Reproduce exactly the lines below from the one containing "let mut entries_removed = 0;" through the one containing "itself does not.", including both, and nothing else.

Dataset entries
· · · ·

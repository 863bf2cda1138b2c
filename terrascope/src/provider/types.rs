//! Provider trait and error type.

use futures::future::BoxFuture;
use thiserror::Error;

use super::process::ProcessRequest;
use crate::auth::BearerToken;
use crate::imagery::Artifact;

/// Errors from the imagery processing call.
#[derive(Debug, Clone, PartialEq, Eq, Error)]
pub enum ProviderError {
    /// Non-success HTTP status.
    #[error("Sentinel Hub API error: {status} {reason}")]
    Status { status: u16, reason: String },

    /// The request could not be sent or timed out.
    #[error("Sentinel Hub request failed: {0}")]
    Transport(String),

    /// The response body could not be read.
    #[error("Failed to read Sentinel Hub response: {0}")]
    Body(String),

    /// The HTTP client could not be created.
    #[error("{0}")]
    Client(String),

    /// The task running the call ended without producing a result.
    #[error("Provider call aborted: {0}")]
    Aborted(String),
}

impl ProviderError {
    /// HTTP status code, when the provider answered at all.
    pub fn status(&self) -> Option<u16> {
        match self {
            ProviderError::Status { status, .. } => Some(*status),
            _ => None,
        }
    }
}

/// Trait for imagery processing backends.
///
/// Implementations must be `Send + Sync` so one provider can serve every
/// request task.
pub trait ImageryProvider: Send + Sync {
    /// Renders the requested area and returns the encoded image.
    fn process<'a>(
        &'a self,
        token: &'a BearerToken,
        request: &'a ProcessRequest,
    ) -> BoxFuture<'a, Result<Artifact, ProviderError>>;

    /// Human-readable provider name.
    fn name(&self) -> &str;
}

· · · ·

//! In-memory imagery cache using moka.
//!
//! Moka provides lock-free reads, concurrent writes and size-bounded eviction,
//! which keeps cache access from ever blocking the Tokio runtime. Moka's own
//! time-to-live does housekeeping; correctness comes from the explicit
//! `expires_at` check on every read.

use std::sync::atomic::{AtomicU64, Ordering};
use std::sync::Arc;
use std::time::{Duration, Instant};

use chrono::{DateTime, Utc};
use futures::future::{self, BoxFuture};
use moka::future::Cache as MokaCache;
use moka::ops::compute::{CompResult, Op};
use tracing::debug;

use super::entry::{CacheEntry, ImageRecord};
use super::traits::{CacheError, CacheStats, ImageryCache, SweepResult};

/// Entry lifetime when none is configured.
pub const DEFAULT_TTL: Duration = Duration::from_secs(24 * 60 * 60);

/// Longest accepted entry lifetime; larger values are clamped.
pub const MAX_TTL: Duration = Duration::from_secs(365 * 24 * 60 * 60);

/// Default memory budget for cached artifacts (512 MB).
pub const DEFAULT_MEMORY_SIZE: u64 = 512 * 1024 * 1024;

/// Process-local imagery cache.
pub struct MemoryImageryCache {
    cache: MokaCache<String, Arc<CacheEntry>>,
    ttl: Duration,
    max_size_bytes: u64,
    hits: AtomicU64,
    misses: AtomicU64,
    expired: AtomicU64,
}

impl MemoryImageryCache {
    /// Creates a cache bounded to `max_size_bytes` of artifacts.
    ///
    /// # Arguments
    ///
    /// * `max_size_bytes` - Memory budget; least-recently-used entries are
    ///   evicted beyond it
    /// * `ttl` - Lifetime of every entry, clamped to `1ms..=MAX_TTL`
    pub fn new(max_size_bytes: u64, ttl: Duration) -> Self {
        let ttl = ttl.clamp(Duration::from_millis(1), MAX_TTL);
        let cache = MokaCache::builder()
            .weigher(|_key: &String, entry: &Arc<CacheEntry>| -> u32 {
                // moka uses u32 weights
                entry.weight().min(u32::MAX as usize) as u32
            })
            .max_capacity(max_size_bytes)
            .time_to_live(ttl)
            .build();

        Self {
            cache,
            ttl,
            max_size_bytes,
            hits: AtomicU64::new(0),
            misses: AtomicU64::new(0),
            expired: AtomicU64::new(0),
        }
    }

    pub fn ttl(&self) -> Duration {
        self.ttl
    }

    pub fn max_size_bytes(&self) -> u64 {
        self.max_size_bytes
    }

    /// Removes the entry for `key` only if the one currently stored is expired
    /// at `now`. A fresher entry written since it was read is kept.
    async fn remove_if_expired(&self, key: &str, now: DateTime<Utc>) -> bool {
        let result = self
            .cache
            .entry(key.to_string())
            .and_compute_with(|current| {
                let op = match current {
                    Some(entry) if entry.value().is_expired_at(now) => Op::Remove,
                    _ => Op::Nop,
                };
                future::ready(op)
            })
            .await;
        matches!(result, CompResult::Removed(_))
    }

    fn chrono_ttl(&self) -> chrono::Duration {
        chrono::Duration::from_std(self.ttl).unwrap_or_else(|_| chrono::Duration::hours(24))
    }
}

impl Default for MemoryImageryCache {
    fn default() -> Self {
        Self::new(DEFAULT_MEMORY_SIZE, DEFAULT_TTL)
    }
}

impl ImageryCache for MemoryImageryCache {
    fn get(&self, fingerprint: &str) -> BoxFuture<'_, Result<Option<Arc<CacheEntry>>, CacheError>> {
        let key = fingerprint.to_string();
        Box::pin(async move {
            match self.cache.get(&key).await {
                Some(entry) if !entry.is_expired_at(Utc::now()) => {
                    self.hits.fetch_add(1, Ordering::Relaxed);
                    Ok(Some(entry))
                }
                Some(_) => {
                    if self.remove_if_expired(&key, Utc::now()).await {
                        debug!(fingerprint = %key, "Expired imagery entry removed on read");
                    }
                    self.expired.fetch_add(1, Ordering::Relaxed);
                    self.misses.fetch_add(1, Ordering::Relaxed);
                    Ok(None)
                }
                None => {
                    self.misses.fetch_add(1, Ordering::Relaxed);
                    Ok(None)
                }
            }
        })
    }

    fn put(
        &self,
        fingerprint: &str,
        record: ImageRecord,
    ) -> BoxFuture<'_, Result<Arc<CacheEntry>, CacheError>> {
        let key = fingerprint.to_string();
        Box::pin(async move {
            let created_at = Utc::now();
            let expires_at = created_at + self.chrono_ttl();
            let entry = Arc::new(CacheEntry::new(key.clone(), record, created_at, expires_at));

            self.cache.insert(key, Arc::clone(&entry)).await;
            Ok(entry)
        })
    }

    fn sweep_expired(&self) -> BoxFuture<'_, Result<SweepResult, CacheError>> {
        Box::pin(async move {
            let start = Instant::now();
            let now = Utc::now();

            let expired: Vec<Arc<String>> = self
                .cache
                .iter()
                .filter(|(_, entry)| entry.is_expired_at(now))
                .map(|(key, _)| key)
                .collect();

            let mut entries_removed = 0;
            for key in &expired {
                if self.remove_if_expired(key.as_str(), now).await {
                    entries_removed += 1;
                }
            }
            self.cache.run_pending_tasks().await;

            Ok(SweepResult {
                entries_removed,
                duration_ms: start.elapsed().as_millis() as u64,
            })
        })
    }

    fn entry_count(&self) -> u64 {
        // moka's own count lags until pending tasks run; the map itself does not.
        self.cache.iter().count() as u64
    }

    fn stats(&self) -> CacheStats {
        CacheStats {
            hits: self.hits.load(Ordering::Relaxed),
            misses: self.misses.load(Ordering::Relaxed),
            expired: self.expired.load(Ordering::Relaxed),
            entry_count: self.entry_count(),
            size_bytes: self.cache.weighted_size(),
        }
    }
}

· · · ·

Task solution -
            let mut entries_removed = 0;
            for key in &expired {
                if self.remove_if_expired(key.as_str(), now).await {
                    entries_removed += 1;
                }
            }
            self.cache.run_pending_tasks().await;

            Ok(SweepResult {
                entries_removed,
                duration_ms: start.elapsed().as_millis() as u64,
            })
        })
    }

    fn entry_count(&self) -> u64 {
        // moka's own count lags until pending tasks run; the map itself does not.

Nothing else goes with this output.